Featured Poet - Charly White


OKAY


I’m not okay, and I know

‘that’s okay’

but how do I get past that?

with everything I can’t understand and all the words

I cannot find, cannot feel

Happy - yes that’s it!

is that what I’m aiming for?

if so, I’m failing (and that doesn’t help)

Help - that feels more like it

4 simple letters strung together

in desperation

but how do I use them?

where are they?

I can feel them already, slipping away

into the realm of everything that feels wrong.

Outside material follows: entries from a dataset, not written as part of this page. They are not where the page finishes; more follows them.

//! Fan speed from a hwmon `fan*_input` file (plain integer RPM).

use std::path::{Path, PathBuf};

use super::helpers;
use crate::adapter::{MetricAdapter, MetricKind, Reading};
use crate::error::SampleError;

pub const RPM_SERIES: &str = "RPM";

/// First fan input: the platform cooling fan, then any hwmon chip.
pub fn locate_fan_input(sys_root: &Path) -> Option<PathBuf> {
    let cooling = sys_root.join("devices/platform/cooling_fan/hwmon");
    if let Ok(chips) = helpers::list_dir(&cooling) {
        for chip in chips {
            let candidate = cooling.join(chip).join("fan1_input");
            if candidate.is_file() {
                return Some(candidate);
            }
        }
    }

    let hwmon = sys_root.join("class/hwmon");
    for chip in helpers::list_dir(&hwmon).ok()? {
        let dir = hwmon.join(&chip);
        let Ok(files) = helpers::list_dir(&dir) else {
            continue;
        };
        if let Some(file) = files
            .iter()
            .find(|f| f.starts_with("fan") && f.ends_with("_input"))
        {
            return Some(dir.join(file));
        }
    }
    None
}

pub struct FanSpeedAdapter {
    sys_root: PathBuf,
    configured: Option<PathBuf>,
    path: Option<PathBuf>,
    series: Vec<String>,
}

impl FanSpeedAdapter {
    /// Use `configured` when given, otherwise search under `sys_root`.
    pub fn new(sys_root: &Path, configured: Option<PathBuf>) -> Self {
        let path = configured.clone().or_else(|| locate_fan_input(sys_root));
        match &path {
            Some(p) => log::info!("fan input: {}", p.display()),
            None => log::warn!("no fan input found under {}", sys_root.display()),
        }
        Self {
            sys_root: sys_root.to_path_buf(),
            configured,
            path,
            series: vec![RPM_SERIES.to_string()],
        }
    }

    pub fn path(&self) -> Option<&Path> {
        self.path.as_deref()
    }

    fn read(&mut self) -> Reading {
        // hwmon indices can change when drivers reload; search again.
        if self.path.is_none() && self.configured.is_none() {
            self.path = locate_fan_input(&self.sys_root);
        }
        let path = self
            .path
            .as_deref()
            .ok_or_else(|| SampleError::Missing("fan input".to_string()))?;
        let result = helpers::read_integer(path).map(|rpm| rpm as f64);
        if result.is_err() && self.configured.is_none() {
            self.path = None;
        }
        result
    }
}

impl MetricAdapter for FanSpeedAdapter {
    fn name(&self) -> &str {
        "fan"
    }

    fn kind(&self) -> MetricKind {
        MetricKind::FanSpeed
    }

    fn series(&self) -> &[String] {
        &self.series
    }

    fn sample(&mut self) -> Vec<Reading> {
        vec![self.read()]
    }
}

#[cfg(test)]
mod tests {
    use super::*;

    fn write(path: &Path, body: &str) {
        std::fs::create_dir_all(path.parent().unwrap()).unwrap();
        std::fs::write(path, body).unwrap();
    }

    #[test]
    fn prefers_platform_cooling_fan() {
        let dir = tempfile::tempdir().unwrap();
        let sys = dir.path();
        write(&sys.join("class/hwmon/hwmon0/fan2_input"), "900");
        write(
            &sys.join("devices/platform/cooling_fan/hwmon/hwmon3/fan1_input"),
            "2950",
        );
        let mut adapter = FanSpeedAdapter::new(sys, None);
        assert_eq!(adapter.sample(), vec![Ok(2950.0)]);
    }

    #[test]
    fn falls_back_to_any_hwmon_fan() {
        let dir = tempfile::tempdir().unwrap();
        let sys = dir.path();
        write(&sys.join("class/hwmon/hwmon0/temp1_input"), "41000");
        write(&sys.join("class/hwmon/hwmon1/fan3_input"), "1200\n");
        let mut adapter = FanSpeedAdapter::new(sys, None);
        assert_eq!(adapter.sample(), vec![Ok(1200.0)]);
    }

    #[test]
    fn configured_path_wins() {
        let dir = tempfile::tempdir().unwrap();
        let custom = dir.path().join("custom_fan");
        write(&custom, "777");
        write(&dir.path().join("class/hwmon/hwmon1/fan1_input"), "1");
        let mut adapter = FanSpeedAdapter::new(dir.path(), Some(custom.clone()));
        assert_eq!(adapter.path(), Some(custom.as_path()));
        assert_eq!(adapter.sample(), vec![Ok(777.0)]);
    }

    #[test]
    fn no_fan_is_no_data_until_one_appears() {
        let dir = tempfile::tempdir().unwrap();
        let mut adapter = FanSpeedAdapter::new(dir.path(), None);
        assert!(matches!(adapter.sample()[0], Err(SampleError::Missing(_))));

        write(&dir.path().join("class/hwmon/hwmon2/fan1_input"), "1500");
        assert_eq!(adapter.sample(), vec![Ok(1500.0)]);
    }
}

And I am there, in the centre of it all

lost, falling.


SPREADING


The infection in my mind

has taken to rot, taken hold

of my body - claimed

as its next victim.

I can feel it, slowly, breaking away

at each bone, each bite: fresh and ripe

Euphoric - it can’t get enough.

Wearing me down, as I wither away

in its delight


CHECKED-OUT


I’m not even sure

what it is that I’m looking for

why I keep digging

at this bottomless hole

that swallows me up

as the days keep on turning

and I lose track of time in this

darkened new home

I thought I was reaching to climb myself higher

but it seems I have dug myself

further below, far away

from the world that is thriving and growing

whilst I find myself

shrinking

lost, and

alone


THE GHOST IN NEED


Today I winced, as I looked in the mirror

and my ribs pounced out to break free.

Today I cried, as I saw my reflection

and the bones that were left of me.

Are you happy now? My stomach growled

in disgust,

an agonising screech of pain.

Not at all, I whisper

with a sympathetic pity

for the ghost

I must try

to love again.


CAGE


When did I step inside this cage?

I can’t remember walking in

but here I am, no longer free

as my body repulses, each time

I try to leave: hands shaking, breath short

head exploding, screaming over and over

RETREAT

as the bars slam down

to block my path with its

thick iron lock … when

did I step inside this cage?

I can’t remember walking in

yet here I am

no longer free

and it’s me who has always

held the key



SILHOUETTE


Today the sun rose

and fell, without a second

alone

from the rain, without a sound

muttered from a neglected voice

and already

the soul-less silhouette of darkness has been

cast down

in its sobering silence

to accompany me

in my solitude




ABOUT CHARLY

Charly is a poetry author from South Wales, UK. Her writing focuses on mental health, mindfulness, nature, and well-being; she hopes to connect with the world and inspire a more gentle way of living. A lot of her work has been written during her time living in France and throughout her travels in Asia. She has just released her first poetry book, A Collection of Wildflowers (Arkbound UK). Her poems are featured in the Mental Health anthology, the online literary journal: Poemstellium (Mental Health Awareness Day, 2023), and the literary magazine: Coffee People Zine (Issue 21: Fire).